I just don't get it ?
I'd love to see cattle standing belly deep or higher in vegetation :)
I like mess
Mess is good
 

Blaithin

Member
Livestock Farmer
Location
Alberta
But you know that when it warms up it’s going to warm up @Crofter64. This week there’s finally trees getting leaves. It’s strange, how it feels so late in the spring, but it really isn’t. I keep thinking my grass should be farther along but really... the trees and ditches are only just getting going. My grass is actually probably farther ahead because it was so short the soil warmed up fast :ROFLMAO:

I don’t know when seeding usually happens out there but here they aren’t really behind. They’re definitely not early and any turn in weather could make them late, but really it wasn’t that long ago you didn’t start seeding until May 15!

It was April 26 I finished putting the chicken coop poop out in the front yard, so that’s not even three weeks yet. The straw is almost gone from sight!

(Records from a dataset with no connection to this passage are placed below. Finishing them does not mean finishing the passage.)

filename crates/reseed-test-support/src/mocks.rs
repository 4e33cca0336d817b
//! In-memory fakes for the importer's adapter traits.

use std::collections::HashMap;
use std::path::{Path, PathBuf};
use std::sync::{Mutex, PoisonError};

use anyhow::{anyhow, bail};
use async_trait::async_trait;
use reseed_core::{
    DescriptorReader, FileLocator, InfoHash, LocationCandidate, TorrentDaemon,
    TorrentDescriptor, TorrentStatus,
};

/// Reader returning a fixed descriptor, or failing when constructed with
/// [`FakeReader::failing`].
pub struct FakeReader {
    descriptor: Option<TorrentDescriptor>,
}

impl FakeReader {
    /// Reader that always yields `descriptor`.
    #[must_use]
    pub const fn new(descriptor: TorrentDescriptor) -> Self {
        Self {
            descriptor: Some(descriptor),
        }
    }

    /// Reader that always fails.
    #[must_use]
    pub const fn failing() -> Self {
        Self { descriptor: None }
    }
}

#[async_trait]
impl DescriptorReader for FakeReader {
    async fn read_descriptor(&self, torrent_file: &Path) -> anyhow::Result<TorrentDescriptor> {
        self.descriptor
            .clone()
            .ok_or_else(|| anyhow!("cannot parse {}", torrent_file.display()))
    }
}

/// Locator answering from a fixed table and recording every query.
#[derive(Default)]
pub struct FakeLocator {
    results: HashMap<String, Vec<String>>,
    queries: Mutex<Vec<String>>,
}

impl FakeLocator {
    /// Empty locator: every lookup yields no match.
    #[must_use]
    pub fn new() -> Self {
        Self::default()
    }

    /// Register the paths returned for `name`.
    #[must_use]
    pub fn with(mut self, name: &str, paths: &[&str]) -> Self {
        self.results.insert(
            name.to_string(),
            paths.iter().map(|path| (*path).to_string()).collect(),
        );
        self
    }

    /// Names looked up so far, in call order.
    #[must_use]
    pub fn queries(&self) -> Vec<String> {
        self.queries
            .lock()
            .unwrap_or_else(PoisonError::into_inner)
            .clone()
    }
}

#[async_trait]
impl FileLocator for FakeLocator {
    async fn locate(&self, file_name: &str) -> anyhow::Result<Vec<LocationCandidate>> {
        self.queries
            .lock()
            .unwrap_or_else(PoisonError::into_inner)
            .push(file_name.to_string());
        Ok(self
            .results
            .get(file_name)
            .map(|paths| paths.iter().map(LocationCandidate::new).collect())
            .unwrap_or_default())
    }
}

/// Daemon call captured by [`RecordingDaemon`].
#[derive(Debug, Clone, PartialEq, Eq)]
pub enum DaemonCall {
    /// `is_already_added` with the queried hash.
    IsAlreadyAdded(String),
    /// `add_torrent` with the file and location.
    AddTorrent {
        /// Submitted torrent file.
        torrent_file: PathBuf,
        /// Submitted download location.
        download_location: String,
    },
    /// `torrent_status` for the given id.
    TorrentStatus(String),
    /// `rename_folder` with its arguments.
    RenameFolder {
        /// Torrent being renamed.
        torrent_id: String,
        /// Old folder name.
        from: String,
        /// New folder name.
        to: String,
    },
}

/// Daemon fake with scripted answers that records every call.
pub struct RecordingDaemon {
    known_hashes: Vec<String>,
    assigned_id: Option<String>,
    fail_add: bool,
    calls: Vec<DaemonCall>,
}

impl Default for RecordingDaemon {
    fn default() -> Self {
        Self {
            known_hashes: Vec::new(),
            assigned_id: Some("new-torrent-id".to_string()),
            fail_add: false,
            calls: Vec::new(),
        }
    }
}

impl RecordingDaemon {
    /// Daemon with no torrents that assigns `new-torrent-id` on add.
    #[must_use]
    pub fn new() -> Self {
        Self::default()
    }

    /// Mark `info_hash` as already registered.
    #[must_use]
    pub fn knowing(mut self, info_hash: &InfoHash) -> Self {
        self.known_hashes.push(info_hash.as_str().to_string());
        self
    }

    /// Accept added torrents without returning an identifier.
    #[must_use]
    pub fn without_torrent_id(mut self) -> Self {
        self.assigned_id = None;
        self
    }

    /// Fail every `add_torrent` call.
    #[must_use]
    pub fn failing_add(mut self) -> Self {
        self.fail_add = true;
        self
    }

    /// Calls received so far, in order.
    #[must_use]
    pub fn calls(&self) -> &[DaemonCall] {
        &self.calls
    }

    /// Number of `add_torrent` calls received.
    #[must_use]
    pub fn add_calls(&self) -> usize {
        self.calls
            .iter()
            .filter(|call| matches!(call, DaemonCall::AddTorrent { .. }))
            .count()
    }

    /// `rename_folder` calls received.
    #[must_use]
    pub fn rename_calls(&self) -> Vec<&DaemonCall> {
        self.calls
            .iter()
            .filter(|call| matches!(call, DaemonCall::RenameFolder { .. }))
            .collect()
    }
}

#[async_trait]
impl TorrentDaemon for RecordingDaemon {
    async fn is_already_added(&mut self, info_hash: &InfoHash) -> anyhow::Result<bool> {
        self.calls
            .push(DaemonCall::IsAlreadyAdded(info_hash.as_str().to_string()));
        Ok(self
            .known_hashes
            .iter()
            .any(|known| known == info_hash.as_str()))
    }

    async fn add_torrent(
        &mut self,
        torrent_file: &Path,
        download_location: &str,
    ) -> anyhow::Result<Option<String>> {
        self.calls.push(DaemonCall::AddTorrent {
            torrent_file: torrent_file.to_path_buf(),
            download_location: download_location.to_string(),
        });
        if self.fail_add {
            bail!("daemon rejected torrent");
        }
        Ok(self.assigned_id.clone())
    }

    async fn torrent_status(&mut self, torrent_id: &str) -> anyhow::Result<Option<TorrentStatus>> {
        self.calls
            .push(DaemonCall::TorrentStatus(torrent_id.to_string()));
        Ok(Some(TorrentStatus {
            name: Some("fake".to_string()),
            save_path: None,
        }))
    }

    async fn rename_folder(
        &mut self,
        torrent_id: &str,
        rename_from: &str,
        rename_to: &str,
    ) -> anyhow::Result<()> {
        self.calls.push(DaemonCall::RenameFolder {
            torrent_id: torrent_id.to_string(),
            from: rename_from.to_string(),
            to: rename_to.to_string(),
        });
        Ok(())
    }
}

#[cfg(test)]
mod tests {
    use super::*;
    use crate::fixtures::sample_info_hash;

    #[tokio::test]
    async fn locator_records_queries() {
        let locator = FakeLocator::new().with("a.bin", &["/data/a.bin"]);
        let found = locator.locate("a.bin").await.expect("locate");
        assert_eq!(found, vec![LocationCandidate::new("/data/a.bin")]);
        assert!(locator.locate("b.bin").await.expect("locate").is_empty());
        assert_eq!(locator.queries(), vec!["a.bin", "b.bin"]);
    }

    #[tokio::test]
    async fn daemon_reports_known_hashes() {
        let hash = sample_info_hash();
        let mut daemon = RecordingDaemon::new().knowing(&hash);
        assert!(daemon.is_already_added(&hash).await.expect("query"));
        assert_eq!(daemon.calls().len(), 1);
    }
}
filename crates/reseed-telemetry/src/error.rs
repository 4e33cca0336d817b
//! Error types for telemetry operations.

use std::error::Error;
use std::fmt::{self, Display, Formatter};

/// Result alias for telemetry operations.
pub type Result<T> = std::result::Result<T, TelemetryError>;

/// Errors raised by telemetry helpers.
#[derive(Debug)]
pub enum TelemetryError {
    /// Installing the tracing subscriber failed.
    SubscriberInstall {
        /// Underlying tracing subscriber error.
        source: tracing_subscriber::util::TryInitError,
    },
}

impl Display for TelemetryError {
    fn fmt(&self, formatter: &mut Formatter<'_>) -> fmt::Result {
        match self {
            Self::SubscriberInstall { .. } => {
                formatter.write_str("failed to install tracing subscriber")
            }
        }
    }
}

impl Error for TelemetryError {
    fn source(&self) -> Option<&(dyn Error + 'static)> {
        match self {
            Self::SubscriberInstall { source } => Some(source),
        }
    }
}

212465DD-CCD7-4205-970B-B0B44E554A10.jpeg


I even mowed the small area around the house I mow. But now it looks like it needs it again :shifty:

Not sure I’m going to have the time, or enough strawy stuff, to get it spread on the other pasture I really wanted done. Most of the winter bedding is well on its way to muddy, decomposing poop, not good residue. But I think I’m going to experiment with compost and manure teas on that part instead (y)
 

holwellcourtfarm

Member
Livestock Farmer
I have enough finance cost to keep us reasonably honest. It's about $500/ac per year so there really isn't much room for toys - it's all shiny on a rainy day, after all.

Copping it today, winds gusting over 140kmh and hosing it down :rolleyes: every farmer I've spoken to has had the same why: "why couldn't we have had some of this in January" :banghead:
Only lost two trees, a window out of my workshop, and it ripped the back door off the barn - otherwise all is well :)
Benefits of being coastal :whistle::inpain:
 

Kiwi Pete

Member
Livestock Farmer
But you know that when it warms up it’s going to warm up @Crofter64. This week there’s finally trees getting leaves. It’s strange, how it feels so late in the spring, but it really isn’t. I keep thinking my grass should be farther along but really... the trees and ditches are only just getting going. My grass is actually probably farther ahead because it was so short the soil warmed up fast :ROFLMAO:

I don’t know when seeding usually happens out there but here they aren’t really behind. They’re definitely not early and any turn in weather could make them late, but really it wasn’t that long ago you didn’t start seeding until May 15!

It was April 26 I finished putting the chicken coop poop out in the front yard, so that’s not even three weeks yet. The straw is almost gone from sight!

View attachment 798954

I even mowed the small area around the house I mow. But now it looks like it needs it again :shifty:

Not sure I’m going to have the time, or enough strawy stuff, to get it spread on the other pasture I really wanted done. Most of the winter bedding is well on its way to muddy, decomposing poop, not good residue. But I think I’m going to experiment with compost and manure teas on that part instead (y)
Liquid manure? This sounds interesting!

What's your plan?
 

Crofter64

Member
Livestock Farmer
Location
Quebec, Canada
But you know that when it warms up it’s going to warm up @Crofter64. This week there’s finally trees getting leaves. It’s strange, how it feels so late in the spring, but it really isn’t. I keep thinking my grass should be farther along but really... the trees and ditches are only just getting going. My grass is actually probably farther ahead because it was so short the soil warmed up fast :ROFLMAO:

I don’t know when seeding usually happens out there but here they aren’t really behind. They’re definitely not early and any turn in weather could make them late, but really it wasn’t that long ago you didn’t start seeding until May 15!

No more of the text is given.